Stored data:
--------------------------------
use serde::{Deserialize, Serialize};

use crate::db::enums::{HostStatus, InterfaceKind};

/// A monitored host or a template. Templates are hosts with
/// `status == HostStatus::Template` and carry no interfaces.
#[derive(Debug, Clone, PartialEq, Serialize, Deserialize)]
pub struct Host {
    pub host_id: u64,
    pub name: String,
    pub status: HostStatus,
}

#[derive(Debug, Clone, PartialEq, Serialize, Deserialize)]
pub struct Interface {
    pub interface_id: u64,
    pub host_id: u64,
    pub kind: InterfaceKind,
    /// Whether this is the default interface of its kind on the host.
    pub main: bool,
    pub address: String,
    pub port: u16,
}

/// One host-to-template attachment.
#[derive(Debug, Clone, PartialEq, Serialize, Deserialize)]
pub struct TemplateLink {
    pub link_id: u64,
    pub host_id: u64,
    pub template_id: u64,
}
--------------------------------
(Task to complete): Your answer must be one number: how many lines of the entries hold the string "struct".

(Task answer): 3